Work instruction: Pull every line holding the string "crate" from the records below.

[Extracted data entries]
┏━━
//! The chat client: chat semantics over a gateway link.

use std::collections::{BTreeMap, HashMap};
use std::sync::{Arc, Mutex, MutexGuard, PoisonError, RwLock};

use serde_json::{json, Value};

use shoal_events::Dispatcher;
use shoal_link::{Disconnect, LinkHandle, LinkListener};
use shoal_protocol::{AuthParams, ConnectionInfo, ConnectionState};

use crate::error::ChatError;
use crate::listener::{
    ChannelEvent, ChannelEventKind, ChatListener, MessageEvent, MessageKind,
    ModeChange, ModeEvent, TopicEvent, UserlistEvent,
};
use crate::names::{increment_nickname, PrefixMap};
use crate::roles::{ChannelModeSet, ModeAction, StatusSet};
use crate::user::UserRecord;

/// Events the chat dispatcher will deliver.
const CHAT_EVENTS: &[&str] = &[
    "connect",
    "reconnect",
    "disconnect",
    "topic",
    "userlist",
    "join",
    "leave",
    "kick",
    "otherUserJoin",
    "otherUserLeave",
    "otherUserKick",
    "mode",
    "otherUserMode",
    "message",
    "accessDenied",
    "banned",
    "kicked",
    "error",
];

// ---------------------------------------------------------------------------
// Configuration
// ---------------------------------------------------------------------------

/// Chat client configuration.
#[derive(Debug, Clone)]
pub struct ChatConfig {
    /// Upstream IRC server the gateway should connect to.
    pub hostname: String,
    /// Upstream IRC server port.
    pub port: u16,
    /// Whether the gateway should use TLS towards the IRC server.
    pub ssl: bool,
    /// Whether extra sessions of one identity are consolidated. When
    /// set, a nickname collision is recovered silently by retrying
    /// with an incremented nickname.
    pub concurrent_sessions: bool,
    /// Accepted for API parity; no automatic retry is performed.
    /// Callers must treat a disconnect as terminal and re-invoke
    /// [`ChatClient::connect`] themselves.
    pub attempt_reconnect: bool,
}

impl ChatConfig {
    /// Config for the given IRC server with defaults: port 6697, TLS
    /// on, concurrent sessions enabled.
    pub fn new(hostname: impl Into<String>) -> Self {
        Self {
            hostname: hostname.into(),
            port: 6697,
            ssl: true,
            concurrent_sessions: true,
            attempt_reconnect: false,
        }
    }
}

/// Extra arguments for [`ChatClient::set_user_status`].
#[derive(Debug, Clone, Default)]
pub struct StatusOptions {
    /// For timed statuses: how long the status should hold.
    pub duration_secs: Option<u64>,
}

// ---------------------------------------------------------------------------
// State
// ---------------------------------------------------------------------------

#[derive(Default)]
struct ChatState {
    /// Own current nickname; collision recovery rewrites it.
    nickname: String,
    /// Own gateway identity, adopted from the requested nickname.
    identity: String,
    autojoin: Option<String>,
    autojoin_done: bool,
    connected_before: bool,
    prefix_map: PrefixMap,
    /// Raw user-list entries accumulating until the end-of-list marker.
    pending: HashMap<String, BTreeMap<String, UserRecord>>,
    /// Completed per-channel user tables.
    channels: HashMap<String, BTreeMap<String, UserRecord>>,
}

// ---------------------------------------------------------------------------
// Client
// ---------------------------------------------------------------------------

/// A chat client bound to one gateway link.
///
/// Construct with [`ChatClient::attach`], which registers the client
/// as the link's listener. All mutable state lives behind one mutex
/// and is only touched from the link's event order, so handlers never
/// contend; the lock exists for the read-side snapshot accessors.
pub struct ChatClient {
    link: LinkHandle,
    config: ChatConfig,
    state: Mutex<ChatState>,
    listeners: RwLock<Dispatcher<dyn ChatListener>>,
}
┗━━
Expected answer:
use crate::error::ChatError;
use crate::listener::{
use crate::names::{increment_nickname, PrefixMap};
use crate::roles::{ChannelModeSet, ModeAction, StatusSet};
use crate::user::UserRecord;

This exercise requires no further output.